新納 実衣ちゃんって、「時代劇に現代人がひとり混ざったら」っていう、視聴者代表でもある存在だと思うんです。すごく現代的な感覚で「なんでこれができないの?」「なんでそういうこと言うの?」と言ってくれる。そういう人物を書ける三谷さんは、「普通の人の感覚」をとても大事に持っている方なのだと思います。大先生なのに、エマさんなんかバシッと叩いたりしてるし(笑)。

宮澤 ほんとにね(笑)。

 

お互いを思う気持ちは変わっていなかった

新納 史実が分からない中で、全成という人物に血を通わせてくれたのは、三谷さんの知識や頭の良さはもちろんですが、人への愛があるからだと思いました。演出陣もトライを許してくれたし、大河ドラマという時間に余裕がある現場で、半年以上、全成と向き合うことが出来たこともありがたかったです。

宮澤 現実と同じように、関係を育んでいく時間がありましたからね。全成が、義時の父・時政と妻のりくに、頼朝の息子の頼家を呪詛するよう頼まれます。その後いっとき、二人はすれ違ってしまうのですが、誤解がとけた実衣と全成が、呪詛人形をはさんで向かい合うシーンがあるんです。

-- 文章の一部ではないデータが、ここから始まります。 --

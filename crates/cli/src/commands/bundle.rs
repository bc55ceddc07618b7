// SPDX-License-Identifier: BUSL-1.1
// Copyright (c) 2026 Alfred Jean LLC

//! `oj bundle` (spec §6): assembles the same debug-bundle ZIP the daemon's
//! `GET /jobs/{id}/debug-bundle` endpoint serves, using `oj_engine::bundle`
//! directly so the two never drift apart.

use anyhow::{bail, Context, Result};
use clap::Args;
use oj_core::LogLevel;
use std::path::PathBuf;

use super::wal_path;

#[derive(Args)]
pub struct BundleArgs {
    /// Job id, e.g. `train-...` or `gen-...`.
    pub job_id: String,

    /// Destination path for the archive. Defaults to `{job_id}-debug-bundle.zip`
    /// in the current directory.
    #[arg(long)]
    pub output: Option<PathBuf>,
}

pub fn run(args: BundleArgs) -> Result<()> {
    if !oj_core::is_path_safe_job_id(&args.job_id) {
        bail!("invalid job id: {}", args.job_id);
    }

    let store = oj_storage::JobStore::open(wal_path()).context("opening job store")?;
    let job = store
        .get_job(&args.job_id)
        .with_context(|| format!("job {} not found", args.job_id))?;

    let config = oj_engine::Config::load().context("loading configuration")?;
    let capabilities = Vec::new();
    let bytes = oj_engine::build_debug_bundle(
        &config.volume_root,
        &config.log_dir,
        &config.mode,
        &job,
        &capabilities,
    )
    .context("assembling debug bundle")?;

    let output = args
        .output
        .unwrap_or_else(|| PathBuf::from(format!("{}-debug-bundle.zip", args.job_id)));
    std::fs::write(&output, &bytes).with_context(|| format!("writing {}", output.display()))?;
    println!("wrote {}", output.display());

    let events = oj_engine::bundle::read_events(&config.volume_root, &args.job_id);
    if let Some(first_error) = events.iter().find(|e| e.level == LogLevel::Error) {
        println!("first error: [{}] {}", first_error.event, first_error.msg);
    }

    Ok(())
}
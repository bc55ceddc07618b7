use super::*;
use oj_core::{JobKind, PluginCapabilities, RunResult};
use std::sync::atomic::{AtomicUsize, Ordering};
use std::time::Duration as StdDuration;

struct ScriptedPlugin {
    backend: &'static str,
    calls: Arc<AtomicUsize>,
    behavior: PluginBehavior,
}

enum PluginBehavior {
    Succeed,
    Fail { error_type: &'static str },
    WaitForCancel,
    NeverReturns,
}

#[async_trait::async_trait]
impl Plugin for ScriptedPlugin {
    fn capabilities(&self) -> PluginCapabilities {
        PluginCapabilities {
            backend: self.backend.to_string(),
            parameters: Default::default(),
            wired: true,
            reason: None,
        }
    }

    async fn run(&self, _config: serde_json::Value, logger: Arc<dyn ProgressSink>, cancel_token: CancelToken) -> RunResult {
        self.calls.fetch_add(1, Ordering::SeqCst);
        match &self.behavior {
            PluginBehavior::Succeed => {
                logger
                    .log(oj_core::JobLogEntry {
                        ts: chrono::Utc::now(),
                        level: oj_core::LogLevel::Info,
                        service: "worker".into(),
                        job_id: JobId::from_string("train-000000000001"),
                        event: "training.step".into(),
                        msg: "step".into(),
                        correlation_id: None,
                        fields: None,
                        status: Some(JobStatus::Running),
                        stage: Some(Stage::Training),
                        step: Some(1),
                        steps_total: Some(1),
                        progress_pct: Some(100.0),
                        loss: None,
                        lr: None,
                        eta_seconds: None,
                        sample_path: None,
                        error: None,
                        error_type: None,
                        error_stack: None,
                    })
                    .await;
                RunResult {
                    success: true,
                    artifact_path: Some("artifact.safetensors".to_string()),
                    samples: vec![],
                    error: None,
                    error_type: None,
                }
            }
            PluginBehavior::Fail { error_type } => RunResult {
                success: false,
                artifact_path: None,
                samples: vec![],
                error: Some("simulated failure".to_string()),
                error_type: Some(error_type.to_string()),
            },
            PluginBehavior::WaitForCancel => {
                while !cancel_token.is_set() {
                    tokio::time::sleep(StdDuration::from_millis(10)).await;
                }
                RunResult {
                    success: false,
                    artifact_path: None,
                    samples: vec![],
                    error: Some("cancelled".to_string()),
                    error_type: Some("Cancelled".to_string()),
                }
            }
            PluginBehavior::NeverReturns => {
                loop {
                    tokio::time::sleep(StdDuration::from_secs(3600)).await;
                }
            }
        }
    }
}

fn test_config(volume_root: &std::path::Path, cancel_deadline_ms: u64) -> Config {
    Config {
        volume_root: volume_root.to_path_buf(),
        log_dir: volume_root.join("logs"),
        log_level: "info".to_string(),
        mode: "development".to_string(),
        visibility_timeout: StdDuration::from_secs(60),
        cancel_deadline: StdDuration::from_millis(cancel_deadline_ms),
        retry_delay: StdDuration::from_millis(50),
        retryable_error_types: ["TransientError".to_string()].into_iter().collect(),
        job_timeout: None,
    }
}

fn build_executor(
    dir: &std::path::Path,
    behavior: PluginBehavior,
    cancel_deadline_ms: u64,
) -> (Arc<Executor>, Arc<oj_storage::JobStore>, Arc<AtomicUsize>) {
    let store = Arc::new(oj_storage::JobStore::open(dir.join("wal.jsonl")).unwrap());
    let bus = Arc::new(EventBus::new());
    let config = test_config(dir, cancel_deadline_ms);
    let calls = Arc::new(AtomicUsize::new(0));
    let plugin: Arc<dyn Plugin> = Arc::new(ScriptedPlugin {
        backend: "lora-trainer",
        calls: calls.clone(),
        behavior,
    });
    let mut plugins: HashMap<JobKind, Arc<dyn Plugin>> = HashMap::new();
    plugins.insert(JobKind::Training, plugin);
    let executor = Arc::new(Executor::new(store.clone(), bus, config, plugins));
    (executor, store, calls)
}

#[tokio::test]
async fn run_once_executes_a_pending_job_to_completion() {
    let dir = tempfile::tempdir().unwrap();
    let (executor, store, calls) = build_executor(dir.path(), PluginBehavior::Succeed, 1000);

    let job = store
        .create_job(JobKind::Training, CorrelationId::generate_api(), serde_json::json!({}), chrono::Utc::now())
        .unwrap();
    store.enqueue(job.id, job.correlation_id, chrono::Utc::now()).unwrap();

    let did_work = executor.run_once().await.unwrap();
    assert!(did_work);
    assert_eq!(calls.load(Ordering::SeqCst), 1);

    let stored = store.get_job(job.id.as_str()).unwrap();
    assert_eq!(stored.status, JobStatus::Completed);
    assert_eq!(stored.artifact_path.as_deref(), Some("artifact.safetensors"));
}

#[tokio::test]
async fn run_once_is_false_when_queue_is_empty() {
    let dir = tempfile::tempdir().unwrap();
    let (executor, _store, _calls) = build_executor(dir.path(), PluginBehavior::Succeed, 1000);
    assert!(!executor.run_once().await.unwrap());
}

#[tokio::test]
async fn failed_plugin_marks_job_failed_without_retryable_type() {
    let dir = tempfile::tempdir().unwrap();
    let (executor, store, _calls) = build_executor(
        dir.path(),
        PluginBehavior::Fail {
            error_type: "FatalError",
        },
        1000,
    );

    let job = store
        .create_job(JobKind::Training, CorrelationId::generate_api(), serde_json::json!({}), chrono::Utc::now())
        .unwrap();
    store.enqueue(job.id, job.correlation_id, chrono::Utc::now()).unwrap();
    executor.run_once().await.unwrap();

    let stored = store.get_job(job.id.as_str()).unwrap();
    assert_eq!(stored.status, JobStatus::Failed);
    assert_eq!(stored.error_type.as_deref(), Some("FatalError"));
}

#[tokio::test]
async fn retryable_failure_is_requeued_after_delay() {
    let dir = tempfile::tempdir().unwrap();
    let (executor, store, _calls) = build_executor(
        dir.path(),
        PluginBehavior::Fail {
            error_type: "TransientError",
        },
        1000,
    );

    let job = store
        .create_job(JobKind::Training, CorrelationId::generate_api(), serde_json::json!({}), chrono::Utc::now())
        .unwrap();
    store.enqueue(job.id, job.correlation_id, chrono::Utc::now()).unwrap();
    executor.run_once().await.unwrap();

    let stored = store.get_job(job.id.as_str()).unwrap();
    assert_eq!(stored.status, JobStatus::Failed);

    tokio::time::sleep(StdDuration::from_millis(200)).await;

    let retried = store.get_job(job.id.as_str()).unwrap();
    assert_eq!(retried.status, JobStatus::Queued);
    assert_eq!(retried.retry_count, 1);
}

#[tokio::test]
async fn cooperative_cancel_is_observed_before_deadline() {
    let dir = tempfile::tempdir().unwrap();
    let (executor, store, _calls) = build_executor(dir.path(), PluginBehavior::WaitForCancel, 2000);

    let job = store
        .create_job(JobKind::Training, CorrelationId::generate_api(), serde_json::json!({}), chrono::Utc::now())
        .unwrap();
    store.enqueue(job.id, job.correlation_id, chrono::Utc::now()).unwrap();

    let exec_clone = executor.clone();
    let run_task = tokio::spawn(async move { exec_clone.run_once().await });

    tokio::time::sleep(StdDuration::from_millis(50)).await;
    assert!(executor.signal_cancel(job.id.as_str()));

    run_task.await.unwrap().unwrap();

    let stored = store.get_job(job.id.as_str()).unwrap();
    assert_eq!(stored.status, JobStatus::Cancelled);
}

#[tokio::test]
async fn forced_cancel_deadline_aborts_a_stuck_plugin() {
    let dir = tempfile::tempdir().unwrap();
    let (executor, store, _calls) = build_executor(dir.path(), PluginBehavior::NeverReturns, 100);

    let job = store
        .create_job(JobKind::Training, CorrelationId::generate_api(), serde_json::json!({}), chrono::Utc::now())
        .unwrap();
    store.enqueue(job.id, job.correlation_id, chrono::Utc::now()).unwrap();

    let exec_clone = executor.clone();
    let run_task = tokio::spawn(async move { exec_clone.run_once().await });

    tokio::time::sleep(StdDuration::from_millis(50)).await;
    assert!(executor.signal_cancel(job.id.as_str()));

    run_task.await.unwrap().unwrap();

    let stored = store.get_job(job.id.as_str()).unwrap();
    assert_eq!(stored.status, JobStatus::Cancelled);
}

#[tokio::test]
async fn already_cancelled_job_is_skipped_on_dequeue() {
    let dir = tempfile::tempdir().unwrap();
    let (executor, store, calls) = build_executor(dir.path(), PluginBehavior::Succeed, 1000);

    let job = store
        .create_job(JobKind::Training, CorrelationId::generate_api(), serde_json::json!({}), chrono::Utc::now())
        .unwrap();
    store.enqueue(job.id, job.correlation_id, chrono::Utc::now()).unwrap();
    store.cancel_job(job.id, chrono::Utc::now()).unwrap();

    let did_work = executor.run_once().await.unwrap();
    assert!(did_work);
    assert_eq!(calls.load(Ordering::SeqCst), 0, "plugin must not be invoked for a pre-cancelled job");

    let stored = store.get_job(job.id.as_str()).unwrap();
    assert_eq!(stored.status, JobStatus::Cancelled);
}

#[tokio::test]
async fn missing_plugin_fails_the_job_with_plugin_unavailable() {
    let dir = tempfile::tempdir().unwrap();
    let store = Arc::new(oj_storage::JobStore::open(dir.path().join("wal.jsonl")).unwrap());
    let bus = Arc::new(EventBus::new());
    let config = test_config(dir.path(), 1000);
    let executor = Arc::new(Executor::new(store.clone(), bus, config, HashMap::new()));

    let job = store
        .create_job(JobKind::Generation, CorrelationId::generate_api(), serde_json::json!({}), chrono::Utc::now())
        .unwrap();
    store.enqueue(job.id, job.correlation_id, chrono::Utc::now()).unwrap();

    executor.run_once().await.unwrap();

    let stored = store.get_job(job.id.as_str()).unwrap();
    assert_eq!(stored.status, JobStatus::Failed);
    assert_eq!(stored.error_type.as_deref(), Some("PluginUnavailable"));
}

#[tokio::test]
async fn expired_lease_is_redelivered_to_a_fresh_run_once() {
    let dir = tempfile::tempdir().unwrap();
    let store = Arc::new(oj_storage::JobStore::open(dir.path().join("wal.jsonl")).unwrap());
    let bus = Arc::new(EventBus::new());
    let mut config = test_config(dir.path(), 1000);
    config.visibility_timeout = StdDuration::from_millis(1);
    let calls = Arc::new(AtomicUsize::new(0));
    let plugin: Arc<dyn Plugin> = Arc::new(ScriptedPlugin {
        backend: "lora-trainer",
        calls: calls.clone(),
        behavior: PluginBehavior::Succeed,
    });
    let mut plugins: HashMap<JobKind, Arc<dyn Plugin>> = HashMap::new();
    plugins.insert(JobKind::Training, plugin);
    let executor = Arc::new(Executor::new(store.clone(), bus, config, plugins));

    let job = store
        .create_job(JobKind::Training, CorrelationId::generate_api(), serde_json::json!({}), chrono::Utc::now())
        .unwrap();
    store.enqueue(job.id, job.correlation_id, chrono::Utc::now()).unwrap();

    // Lease it directly (simulating a worker that crashed before acking).
    store.lease_next(chrono::Utc::now()).unwrap();
    tokio::time::sleep(StdDuration::from_millis(20)).await;

    executor.run_once().await.unwrap();
    assert_eq!(calls.load(Ordering::SeqCst), 1);
    let stored = store.get_job(job.id.as_str()).unwrap();
    assert_eq!(stored.status, JobStatus::Completed);
}
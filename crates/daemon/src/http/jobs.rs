// SPDX-License-Identifier: BUSL-1.1
// Copyright (c) 2026 Alfred Jean LLC

//! `POST`/`GET /training`, `POST`/`GET /generation`, and their `/cancel`
//! endpoints (spec §6).

use axum::extract::{Path, State};
use axum::http::StatusCode;
use axum::response::IntoResponse;
use axum::Json;
use chrono::Utc;
use oj_core::{is_path_safe_job_id, JobId, JobKind, JobStatus};
use serde::{Deserialize, Serialize};
use serde_json::Value as JsonValue;
use std::sync::Arc;

use crate::error::ApiError;
use crate::state::AppState;

#[derive(Debug, Deserialize)]
pub struct CreateTrainingRequest {
    pub character_id: String,
    #[serde(default)]
    pub config: JsonValue,
}

#[derive(Debug, Deserialize)]
pub struct CreateGenerationRequest {
    #[serde(default)]
    pub config: JsonValue,
}

#[derive(Debug, Serialize)]
pub struct CreateJobResponse {
    pub id: String,
    pub status: JobStatus,
    pub correlation_id: String,
}

fn correlation_id() -> oj_core::CorrelationId {
    oj_engine::correlation::current().unwrap_or_else(oj_core::CorrelationId::generate_api)
}

/// Validates `config` against the backend's declared capability schema,
/// then enqueues the job. `extra` is merged into the stored config after
/// validation (spec §6's `POST /training` body carries `character_id`
/// alongside `config`, but `Job.config` is a single opaque blob — the
/// submitted config is what's validated, so the merge can never trigger a
/// spurious `UnsupportedConfig`).
async fn create_job(
    state: &AppState,
    kind: JobKind,
    config: JsonValue,
    extra: Vec<(&'static str, JsonValue)>,
) -> Result<CreateJobResponse, ApiError> {
    let plugin = state
        .plugins
        .get(&kind)
        .ok_or_else(|| ApiError::Engine(oj_engine::EngineError::PluginUnavailable(kind.to_string())))?;

    let caps = plugin.capabilities();
    if let Some(parameter) = caps.reject_unsupported(&config) {
        return Err(ApiError::UnsupportedConfig {
            backend: caps.backend.clone(),
            parameter,
            reason: "not declared in this backend's capability schema".to_string(),
        });
    }

    let mut stored_config = config;
    if !stored_config.is_object() {
        stored_config = JsonValue::Object(Default::default());
    }
    let obj = stored_config.as_object_mut().expect("just ensured object");
    for (key, value) in extra {
        obj.insert(key.to_string(), value);
    }

    let correlation_id = correlation_id();
    let now = Utc::now();
    let job = state.store.create_job(kind, correlation_id, stored_config, now)?;
    state.store.enqueue(job.id, correlation_id, now)?;

    Ok(CreateJobResponse {
        id: job.id.to_string(),
        status: job.status,
        correlation_id: correlation_id.to_string(),
    })
}

pub async fn create_training(
    State(state): State<Arc<AppState>>,
    Json(body): Json<CreateTrainingRequest>,
) -> Result<impl IntoResponse, ApiError> {
    let response = create_job(
        &state,
        JobKind::Training,
        body.config,
        vec![("character_id", JsonValue::String(body.character_id))],
    )
    .await?;
    Ok((StatusCode::CREATED, Json(response)))
}

pub async fn create_generation(
    State(state): State<Arc<AppState>>,
    Json(body): Json<CreateGenerationRequest>,
) -> Result<impl IntoResponse, ApiError> {
    let response = create_job(&state, JobKind::Generation, body.config, vec![]).await?;
    Ok((StatusCode::CREATED, Json(response)))
}

fn list_by_kind(state: &AppState, kind: JobKind) -> Vec<oj_core::Job> {
    let mut jobs: Vec<_> = state.store.list_jobs().into_iter().filter(|j| j.kind == kind).collect();
    jobs.sort_by(|a, b| b.created_at.cmp(&a.created_at));
    jobs
}

pub async fn list_training(State(state): State<Arc<AppState>>) -> impl IntoResponse {
    Json(list_by_kind(&state, JobKind::Training))
}

pub async fn list_generation(State(state): State<Arc<AppState>>) -> impl IntoResponse {
    Json(list_by_kind(&state, JobKind::Generation))
}

fn get_job(state: &AppState, id: &str) -> Result<oj_core::Job, ApiError> {
    if !is_path_safe_job_id(id) {
        return Err(ApiError::InvalidJobId);
    }
    state.store.get_job(id).ok_or_else(|| ApiError::JobNotFound(id.to_string()))
}

pub async fn get_training(
    State(state): State<Arc<AppState>>,
    Path(id): Path<String>,
) -> Result<impl IntoResponse, ApiError> {
    Ok(Json(get_job(&state, &id)?))
}

pub async fn get_generation(
    State(state): State<Arc<AppState>>,
    Path(id): Path<String>,
) -> Result<impl IntoResponse, ApiError> {
    Ok(Json(get_job(&state, &id)?))
}

/// Idempotent job cancellation (spec §6, §8's boundary behaviors): a
/// `queued` job is cancelled directly in the store (the executor never
/// dequeues it); a `running` job's in-memory cancel token is flipped so
/// the plugin observes it within the spec's 100 ms budget, and the store
/// transition happens once the executor's `execute` loop finishes.
async fn cancel_job(state: &AppState, id: &str) -> Result<(), ApiError> {
    let job = get_job(state, id)?;
    let job_id = JobId::from_string(id);
    match job.status {
        JobStatus::Queued => {
            state.store.cancel_job(job_id, Utc::now())?;
        }
        JobStatus::Running => {
            if !state.executor.signal_cancel(id) {
                state.store.cancel_job(job_id, Utc::now())?;
            }
        }
        _ => {}
    }
    Ok(())
}

pub async fn cancel_training(
    State(state): State<Arc<AppState>>,
    Path(id): Path<String>,
) -> Result<impl IntoResponse, ApiError> {
    cancel_job(&state, &id).await?;
    Ok(StatusCode::NO_CONTENT)
}

pub async fn cancel_generation(
    State(state): State<Arc<AppState>>,
    Path(id): Path<String>,
) -> Result<impl IntoResponse, ApiError> {
    cancel_job(&state, &id).await?;
    Ok(StatusCode::NO_CONTENT)
}

#[cfg(test)]
#[path = "jobs_tests.rs"]
mod tests;
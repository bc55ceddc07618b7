// SPDX-License-Identifier: BUSL-1.1
// Copyright (c) 2026 Alfred Jean LLC

#![cfg_attr(test, allow(clippy::panic))]
#![cfg_attr(test, allow(clippy::unwrap_used))]
#![cfg_attr(test, allow(clippy::expect_used))]

//! oj-adapters: the concrete `Plugin` implementations the daemon wires up
//! for the two supported backends. Both are deterministic simulations —
//! the real LoRA trainer and image-generation engine are external
//! collaborators invoked through this same contract, out of scope here
//! (spec §1).

mod entry;
pub mod generation;
pub mod training;

#[cfg(any(test, feature = "test-support"))]
pub mod test_support;

pub use generation::ImageGenerationPlugin;
pub use training::LoraTrainingPlugin;

/// Re-exported for convenience: the `__job_id`/`__sample_dir`/
/// `__volume_root` keys the executor injects into a job's config before
/// calling `Plugin::run` (see `oj_core::plugin::runtime_keys`).
pub use oj_core::runtime_keys;
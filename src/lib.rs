pub mod config;
pub mod error;
pub mod gemini;
pub mod identity;
pub mod models;
pub mod pipeline;
pub mod prompts;
pub mod records;
pub mod routes;
pub mod storage;

#[cfg(test)]
pub(crate) mod testing;
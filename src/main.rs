use std::{net::SocketAddr, sync::Arc};

use anyhow::Context;
use axum::http::HeaderName;
use tracing_subscriber::{fmt, EnvFilter};

use scene_studio::{
    config::{Config, StorageBackend},
    gemini::GeminiClient,
    identity::TrustedHeaderIdentity,
    pipeline::Pipeline,
    records::{DocumentStore, LocalDocumentStore, MemoryDocumentStore},
    routes::{router, AppState, Limits},
    storage::{LocalObjectStore, MemoryObjectStore, ObjectStore},
};

#[tokio::main]
async fn main() -> anyhow::Result<()> {
    // Load environment variables from .env file
    dotenv::dotenv().ok();

    // Init tracing
    let filter = EnvFilter::try_from_default_env().unwrap_or_else(|_| EnvFilter::new("info"));
    fmt().with_env_filter(filter).init();

    let config = Config::from_env()?;
    let key_preview: String = config.gemini_api_key.chars().take(4).collect();
    tracing::info!("Using API key: {}...", key_preview);

    let objects: Arc<dyn ObjectStore>;
    let documents: Arc<dyn DocumentStore>;
    match config.backend {
        StorageBackend::Local => {
            objects = Arc::new(LocalObjectStore::new(config.storage_dir.clone(), config.public_base_url.clone()));
            documents = Arc::new(LocalDocumentStore::new(config.records_dir.clone()));
        }
        StorageBackend::Memory => {
            tracing::warn!("Using in-memory storage; nothing survives a restart");
            objects = Arc::new(MemoryObjectStore::new(config.public_base_url.clone()));
            documents = Arc::new(MemoryDocumentStore::default());
        }
    }
    let gemini = GeminiClient::new(config.gemini_api_key.clone(), config.gemini_api_base.clone(), config.gemini_image_model.clone());
    let identity_header = HeaderName::from_bytes(config.identity_header.as_bytes())
        .with_context(|| format!("IDENTITY_HEADER is not a valid header name: {}", config.identity_header))?;

    let state = AppState {
        pipeline: Arc::new(Pipeline::new(objects.clone(), documents.clone(), Arc::new(gemini)).with_deadline(config.request_timeout)),
        objects,
        documents,
        identity: Arc::new(TrustedHeaderIdentity::new(identity_header)),
    };

    let app = router(state, Limits {
        max_upload_bytes: config.max_upload_bytes,
        max_concurrent_generations: config.max_concurrent_requests,
    });

    let addr = SocketAddr::from(([0, 0, 0, 0], config.port));
    tracing::info!(%addr, model = %config.gemini_image_model, "Starting server");
    let listener = tokio::net::TcpListener::bind(addr).await.with_context(|| format!("failed to bind {addr}"))?;
    axum::serve(listener, app)
        .with_graceful_shutdown(async { let _ = tokio::signal::ctrl_c().await; })
        .await?;
    Ok(())
}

 ああ、お互いを思う気持ちは変わっていなかったんだな、いい夫婦だったんだなと、ホームに帰ってきた気持ちになりました。けれど次の瞬間、拾い忘れていた呪詛人形が一体だけ映り、雷鳴のようなとどろく。それは全成の死の暗示で……。

新納 オンエアはされていなかったんだけど、実衣が僕の手を取るために立ち上がった瞬間に、全成は「叩かれるんじゃないか」ってビクッとしたんだよね。

宮澤 ちょっとビビらせて「まだ許してへんで」と見せかけるのも実衣らしくて楽しかった。だけど、退場できない身としては、素敵な去り際の人々に羨ましさを感じるところもありました。三谷さんの台本は、どの役の人にもハイライトのような瞬間がある。全成も、頼朝に最後まで忠義を尽くした畠山(重忠)さんも、みんなかっこよく退場して出ていく。